Dr Carol Crean and her team within the School of Chemistry and Chemical Engineering have developed fibres that can be sewn into bandages or clothing to measure skin pH for wound monitoring. They have also developed textiles which incorporate fibre electrodes to extract lithium – a drug used to treat bipolar disorder – from under the skin, and measure lithium drug levels, as well as textile systems to measure the stress hormone cortisol.

Novel optical micro-imaging to understand the onset of cardiovascular disease  

Collaborative research by Professor Christian Heiss (School of Biosciences and Medicine) and other experts in medicine, biology, physics, biomedical engineering and artificial intelligence aims to better understand vascular ageing and the process of developing cardiovascular disease (CVD). CVD is one of the biggest age-related diseases causing disability and death in the UK and has been identified by the NHS as a clinical priority for the next 10 years.

The Surrey team is working with industrial partners to develop novel optical imaging methods which will accelerate understanding of early ageing of the microvasculature and how this leads to CVD. This research could potentially lead to earlier identification of CVD and the development of novel therapies.

Using AI to enable early detection of paroxsymal atrial fibrillation (PAF)

Paroxsymal atrial fibrillation (PAF) is the most common arrhythmia worldwide and poses a significant risk of morbidity and mortality in humans due to embolic stroke, congestive heart failure and acute coronary syndrome. In the equine world, PAF is one of the leading causes of sudden death in racehorses. The majority of human and equine patients have paroxysmal (intermittent) events, with the heart reverting back to a normal rhythm, which means these cases are typically not captured by routine electrocardiograms (ECG) checks.
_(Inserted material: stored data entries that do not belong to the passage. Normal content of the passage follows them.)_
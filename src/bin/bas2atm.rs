/**************************************************************************
 *                                                                        *
 * Converters between Acorn Atom tape, disk and cassette-audio formats.   *
 *                                                                        *
 * Copyright (C) 2019 Simon M. Werner <simonwerner@gmail.com>             *
 *                                                                        *
 * This program is free software; you can redistribute it and/or modify   *
 * it under the terms of the GNU General Public License as published by   *
 * the Free Software Foundation, either version 3 of the License, or      *
 * (at your option) any later version.                                    *
 *                                                                        *
 * This program is distributed in the hope that it will be useful,        *
 * but WITHOUT ANY WARRANTY; without even the implied warranty of         *
 * MERCHANTABILITY or FITNESS FOR A PARTICULAR PURPOSE. See the           *
 * GNU General Public License for more details.                           *
 *                                                                        *
 * You should have received a copy of the GNU General Public License      *
 * along with this program. If not, see <http://www.gnu.org/licenses/>.   *
 *                                                                        *
 **************************************************************************/
//! `bas2atm input [out=PATH] [auto] [upper] [name=] [load=] [exec=] [pad]`
//!
//! Wraps a plain-text BASIC listing as an ATM file.
//!
//! Besides auto-numbering and upper-casing, each line is first cropped
//! of any `~~`-prefixed "soft" commentary (source-only remarks that cost
//! no space once encoded), and a `^x` escape forces the following
//! character to lower case regardless of `upper` - the only way to get
//! a lower-case label into an otherwise shouty-uppercase listing.

use std::fs;
use std::path::PathBuf;
use std::process::ExitCode;

use atom_tools::atm::{self, AtmHeader, HeaderForm};
use atom_tools::basic::bas_to_atm;
use atom_tools::cliutil::{parse_int_literal, resolve_input_path};
use atom_tools::error::{AtomError, Result};
use atom_tools::nameconv::sanitize_atom_name;
use clap::Parser;

/// Typical Atom BASIC text-area load address and its interpreter entry point.
const DEFAULT_LOAD: u16 = 0x2900;
const DEFAULT_EXEC: u16 = 0xC2B2;

#[derive(Parser)]
#[command(name = "bas2atm", about = "Wrap a BASIC listing as an ATM file")]
struct Args {
    input: String,

    #[arg(long = "out")]
    out: Option<PathBuf>,

    /// Auto-number lines (input need not carry explicit line numbers).
    #[arg(long)]
    auto: bool,

    /// Uppercase every listing line before encoding.
    #[arg(long)]
    upper: bool,

    #[arg(long = "name")]
    name: Option<String>,
    #[arg(long = "load")]
    load: Option<String>,
    #[arg(long = "exec")]
    exec: Option<String>,

    /// Re-wrap the output to the large, sentinel-stamped header form.
    #[arg(long)]
    pad: bool,
}

/// Discard anything from the first `~~` onward - a "soft" comment that
/// costs no room once tokenised.
fn strip_soft_comment(line: &str) -> &str {
    match line.find("~~") {
        Some(idx) => &line[..idx],
        None => line,
    }
}

/// Apply `upper`'s blanket case conversion, except a `^x` escape always
/// forces the next character to lower case (and the `^` itself is
/// dropped) - the listing's way of spelling a lower-case label.
fn decode_hats_and_case(rest: &str, upper: bool) -> String {
    let mut out = String::new();
    let mut chars = rest.chars();
    while let Some(c) = chars.next() {
        if c == '^' {
            if let Some(next) = chars.next() {
                out.extend(next.to_lowercase());
            }
            continue;
        }
        if upper {
            out.extend(c.to_uppercase());
        } else {
            out.push(c);
        }
    }
    out
}

/// Split a cropped, trimmed source line into its declared line number
/// and body text (used when `auto` is not set).
fn split_explicit_line_number(line: &str) -> Result<(u16, &str)> {
    let split_at = line
        .find(|c: char| c.is_whitespace())
        .ok_or_else(|| AtomError::BadLineNumber(line.to_string()))?;
    let (num_str, rest) = line.split_at(split_at);
    let num: u16 = num_str
        .parse()
        .map_err(|_| AtomError::BadLineNumber(line.to_string()))?;
    Ok((num, rest.trim_start()))
}

/// Turn raw listing text into the `"{line_num} {body}"` form
/// [`bas_to_atm`] expects, applying soft-comment cropping, auto
/// numbering (or explicit-number parsing), and case/hat processing.
fn assemble_listing(raw: &str, auto: bool, upper: bool) -> Result<String> {
    let mut out = String::new();
    let mut next_auto = 10u32;

    for raw_line in raw.lines() {
        let cropped = strip_soft_comment(raw_line).trim();
        if cropped.is_empty() {
            continue;
        }

        let (line_num, rest) = if auto {
            let n = next_auto;
            next_auto += 10;
            (n as u16, cropped)
        } else {
            split_explicit_line_number(cropped)?
        };

        let body = decode_hats_and_case(rest, upper);
        out.push_str(&format!("{line_num} {body}\n"));
    }

    Ok(out)
}

fn run(args: Args) -> Result<PathBuf> {
    let input_path = resolve_input_path(&args.input, "bas");
    let raw_text = fs::read_to_string(&input_path)
        .map_err(|_| AtomError::InputOpen(input_path.display().to_string()))?;

    let listing = assemble_listing(&raw_text, args.auto, args.upper)?;
    let payload = bas_to_atm(&listing)?;

    let name = match &args.name {
        Some(n) => n.to_uppercase(),
        None => sanitize_atom_name(&args.input),
    };
    let load = match &args.load {
        Some(s) => parse_int_literal(s)? as u16,
        None => DEFAULT_LOAD,
    };
    let exec = match &args.exec {
        Some(s) => parse_int_literal(s)? as u16,
        None => DEFAULT_EXEC,
    };

    let header = AtmHeader::new(&name, load, exec, payload.len() as u16);
    let form = if args.pad { HeaderForm::Large } else { HeaderForm::Small };
    let bytes = atm::write(&header, &payload, form)?;

    let out_path = args.out.unwrap_or_else(|| input_path.with_extension("atm"));
    fs::write(&out_path, bytes)
        .map_err(|_| AtomError::OutputOpen(out_path.display().to_string()))?;
    Ok(out_path)
}

fn main() -> ExitCode {
    env_logger::init();
    let args = Args::parse();
    match run(args) {
        Ok(out_path) => {
            println!("wrote {}", out_path.display());
            ExitCode::SUCCESS
        }
        Err(e) => {
            eprintln!("bas2atm: {e}");
            ExitCode::FAILURE
        }
    }
}

#[cfg(test)]
mod tests {
    use super::*;

    #[test]
    fn crops_soft_comments() {
        assert_eq!(strip_soft_comment("10 PRINT X ~~ remark"), "10 PRINT X ");
        assert_eq!(strip_soft_comment("10 PRINT X"), "10 PRINT X");
    }

    #[test]
    fn hat_escape_forces_lower_case_for_one_character_only() {
        // Only the character immediately after '^' is forced lower case;
        // later characters in the same word are cased normally.
        assert_eq!(decode_hats_and_case("goto ^label", true), "GOTO lABEL");
        assert_eq!(decode_hats_and_case("goto ^Label", false), "goto label");
    }

    #[test]
    fn assembles_explicit_and_auto_numbered_listings() {
        let explicit = assemble_listing("10 print x\n20 goto 10\n", false, false).unwrap();
        assert_eq!(explicit, "10 print x\n20 goto 10\n");

        let auto = assemble_listing("print x\ngoto ^start\n", true, true).unwrap();
        assert_eq!(auto, "10 PRINT X\n20 GOTO sTART\n");
    }

    #[test]
    fn rejects_explicit_listing_missing_a_line_number() {
        assert!(assemble_listing("print x\n", false, false).is_err());
    }
}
Dr Kamalan Jeevaratnam of Surrey’s Vet School is working with clinicians and biophysical scientists to develop an algorithm for the accurate identification of individuals with PAF. Specifically, they seek to develop and validate a risk prediction algorithm for abnormal heart rhythm in humans and horses using computational analysis of ECG. This will aid early detection and intervention to prevent the disabling and life-threatening consequences of this disorder.